= WORK REQUIRED =
Using the listing below, please gather every line containing the word "ServerSection".

= DATASET RECORDS =
impl Default for ServerSection {
    fn default() -> Self {
        Self {
            host: default_host(),
            port: default_port(),
        }
    }
}

#[derive(
    Debug, Clone, Copy, PartialEq, Eq, Default, Serialize, Deserialize, clap::ValueEnum,
)]
#[serde(rename_all = "lowercase")]
pub enum LogFormat {
    #[default]
    Text,
    Json,
}

#[derive(Debug, Clone, Default, Serialize, Deserialize)]
pub struct LoggingSection {
    #[serde(default)]
    pub format: LogFormat,
    /// Directory for daily-rolling log files; stderr only when unset
    #[serde(default)]
    pub directory: Option<PathBuf>,
}

/// The complete alertflow.toml configuration structure.
#[derive(Debug, Clone, Default, Serialize, Deserialize)]
pub struct AlertflowToml {
    #[serde(default)]
    pub engine: EngineSection,
    #[serde(default)]
    pub retry: RetrySection,
    #[serde(default)]
    pub stages: BTreeMap<String, StageOverride>,
    #[serde(default)]
    pub provider: ProviderSection,
    #[serde(default)]
    pub orchestration: OrchestrationSection,
    #[serde(default)]
    pub timeline: TimelineSection,
    #[serde(default)]
    pub server: ServerSection,
    #[serde(default)]
    pub logging: LoggingSection,
}

impl AlertflowToml {
    /// Load configuration from a TOML file.
    pub fn load(path: &Path) -> Result<Self> {
        let content = std::fs::read_to_string(path)
            .with_context(|| format!("Failed to read config file: {}", path.display()))?;

        Self::parse(&content)
    }

    /// Parse configuration from a TOML string.
    pub fn parse(content: &str) -> Result<Self> {
        toml::from_str(content).context("Failed to parse alertflow.toml")
    }

    /// Save configuration to a TOML file.
    pub fn save(&self, path: &Path) -> Result<()> {
        let content = toml::to_string_pretty(self).context("Failed to serialize alertflow.toml")?;
        std::fs::write(path, content)
            .with_context(|| format!("Failed to write config file: {}", path.display()))?;
        Ok(())
    }

    /// Effective settings for a stage, applying any `[stages.<name>]` override.
    pub fn stage_settings(&self, stage: Stage) -> StageSettings {
        let mut settings = StageSettings::defaults_for(stage);
        if let Some(over) = self.stages.get(stage.as_str()) {
            if let Some(secs) = over.timeout_secs {
                settings.timeout = Duration::from_secs(secs);
            }
            if let Some(minutes) = over.manual_minutes {
                settings.manual_minutes = minutes;
            }
        }
        settings
    }

    /// Apply `ALERTFLOW_*` overrides using the given variable lookup.
    ///
    /// Malformed values are reported as errors rather than ignored.
    pub fn apply_env<F>(&mut self, lookup: F) -> Result<()>
    where
        F: Fn(&str) -> Option<String>,
    {
        if let Some(kind) = lookup("ALERTFLOW_PROVIDER") {
            self.provider.kind = kind.parse()?;
        }
        if let Some(url) = lookup("ALERTFLOW_PROVIDER_URL") {
            self.provider.base_url = Some(url);
        }
        if let Some(model) = lookup("ALERTFLOW_MODEL") {
            self.provider.model = model;
        }
        if let Some(protocol) = lookup("ALERTFLOW_ORCHESTRATION_PROTOCOL") {
            self.orchestration.protocol = protocol.parse()?;
        }
        if let Some(endpoint) = lookup("ALERTFLOW_SOAR_ENDPOINT") {
            self.orchestration.endpoint = Some(endpoint);
        }
        if let Some(endpoint) = lookup("ALERTFLOW_TIMELINE_ENDPOINT") {
            self.timeline.kind = TimelineKind::Http;
            self.timeline.endpoint = Some(endpoint);
        }
        if let Some(value) = lookup("ALERTFLOW_MAX_CONCURRENCY") {
            self.engine.max_concurrency_per_org = value
                .parse()
                .with_context(|| format!("Invalid ALERTFLOW_MAX_CONCURRENCY '{}'", value))?;
        }
        if let Some(host) = lookup("ALERTFLOW_HOST") {
            self.server.host = host;
        }
        if let Some(value) = lookup("ALERTFLOW_PORT") {
            self.server.port = value
                .parse()
                .with_context(|| format!("Invalid ALERTFLOW_PORT '{}'", value))?;
        }
        Ok(())
    }

    /// Validate the configuration and return any warnings.
    pub fn validate(&self) -> Vec<String> {
        let mut warnings = Vec::new();

        if self.engine.max_concurrency_per_org == 0 {
            warnings.push(
                "engine.max_concurrency_per_org is 0: no stage can ever run".to_string(),
            );
        }
        if self.engine.backlog_capacity == 0 {
            warnings.push(
                "engine.backlog_capacity is 0: reconnecting observers must always resync"
                    .to_string(),
            );
        }
        if self.engine.claim_ttl_secs == 0 {
            warnings.push("engine.claim_ttl_secs is 0: every claim expires immediately".to_string());
        }
        if self.retry.max_attempts == 0 {
            warnings.push("retry.max_attempts is 0: treated as 1".to_string());
        }
        if !(0.0..=1.0).contains(&self.retry.jitter_ratio) {
            warnings.push(format!(
                "retry.jitter_ratio {} is outside 0.0..=1.0 and will be clamped",
                self.retry.jitter_ratio
            ));
        }
        if self.retry.base_delay_ms > self.retry.max_delay_ms {
            warnings.push(format!(
                "retry.base_delay_ms ({}) exceeds retry.max_delay_ms ({})",
                self.retry.base_delay_ms, self.retry.max_delay_ms
            ));
        }

        for (name, over) in &self.stages {
            if name.parse::<Stage>().is_err() {
                warnings.push(format!("Unknown stage '{}' in [stages]", name));
            }
            if over.timeout_secs == Some(0) {
                warnings.push(format!("stages.{}.timeout_secs is 0", name));
            }
        }

        if self.provider.kind == ProviderKind::Http && self.provider.base_url.is_none() {
            warnings.push("provider.kind is \"http\" but provider.base_url is not set".to_string());
        }
        if !(0.0..=2.0).contains(&self.provider.temperature) {
            warnings.push(format!(
                "provider.temperature {} is outside 0.0..=2.0",
                self.provider.temperature
            ));
        }
        if self.timeline.kind == TimelineKind::Http && self.timeline.endpoint.is_none() {
            warnings.push("timeline.kind is \"http\" but timeline.endpoint is not set".to_string());
        }

        warnings
    }
}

= SOLUTION BELOW =
impl Default for ServerSection {
    pub server: ServerSection,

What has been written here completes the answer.